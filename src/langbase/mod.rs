//! Langbase Pipes client used by the question generator.
//!
//! Only the `/v1/pipes/run` endpoint is used. Pipes are provisioned outside
//! this crate and referenced by name from configuration.

mod client;
mod types;

#[cfg(test)]
#[path = "types_tests.rs"]
mod types_tests;

pub use client::LangbaseClient;
pub use types::*;
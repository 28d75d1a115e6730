//! Unit tests for Langbase request/response types.

use super::*;

#[test]
fn test_message_constructors() {
    assert_eq!(Message::system("s").role, MessageRole::System);
    assert_eq!(Message::user("u").role, MessageRole::User);
    assert_eq!(Message::assistant("a").content, "a");
}

#[test]
fn test_message_role_serializes_lowercase() {
    let json = serde_json::to_value(Message::new(MessageRole::Assistant, "What stops you?")).unwrap();
    assert_eq!(json["role"], "assistant");
    assert_eq!(json["content"], "What stops you?");
}

#[test]
fn test_transcript_request_orders_messages() {
    let turns = vec!["work is heavy".to_string(), "I want out".to_string()];
    let req = PipeRequest::with_transcript("aspiral-question-v1", "guide", &turns);
    assert_eq!(req.name, "aspiral-question-v1");
    assert_eq!(
        req.messages,
        vec![
            Message::system("guide"),
            Message::user("work is heavy"),
            Message::user("I want out"),
        ]
    );
    assert!(!req.stream);
}

#[test]
fn test_pipe_request_serialization_skips_empty_optionals() {
    let req = PipeRequest::new("p", vec![Message::user("hi")]);
    let json = serde_json::to_value(&req).unwrap();
    assert_eq!(json["stream"], false);
    assert_eq!(json["messages"][0]["role"], "user");
    assert!(json.get("variables").is_none());
}

#[test]
fn test_pipe_request_variables() {
    let req = PipeRequest::new("p", vec![]).with_variable("stage", "desire");
    let json = serde_json::to_value(&req).unwrap();
    assert_eq!(json["variables"]["stage"], "desire");
}

#[test]
fn test_pipe_response_deserialization() {
    let json = r#"{
        "success": true,
        "completion": "What would change?",
        "threadId": "t-9",
        "raw": {"model": "gpt-4o-mini", "usage": {"total_tokens": 42}}
    }"#;
    let resp: PipeResponse = serde_json::from_str(json).unwrap();
    assert!(resp.success);
    assert_eq!(resp.thread_id.as_deref(), Some("t-9"));
    assert_eq!(resp.total_tokens(), Some(42));
}

#[test]
fn test_pipe_response_minimal() {
    let resp: PipeResponse =
        serde_json::from_str(r#"{"success": false, "completion": "", "threadId": null, "raw": null}"#)
            .unwrap();
    assert!(!resp.success);
    assert_eq!(resp.total_tokens(), None);
}

#[test]
fn test_pipe_response_tolerates_missing_fields() {
    let resp: PipeResponse = serde_json::from_str(r#"{"success": false}"#).unwrap();
    assert_eq!(resp.completion, "");
    assert_eq!(resp.thread_id, None);
}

· · ·

- **TASK**
For every line above that includes the string "question", copy the line.

- **SOLUTION FOR THIS PROBLEM**
//! Langbase Pipes client used by the question generator.
    let req = PipeRequest::with_transcript("aspiral-question-v1", "guide", &turns);
    assert_eq!(req.name, "aspiral-question-v1");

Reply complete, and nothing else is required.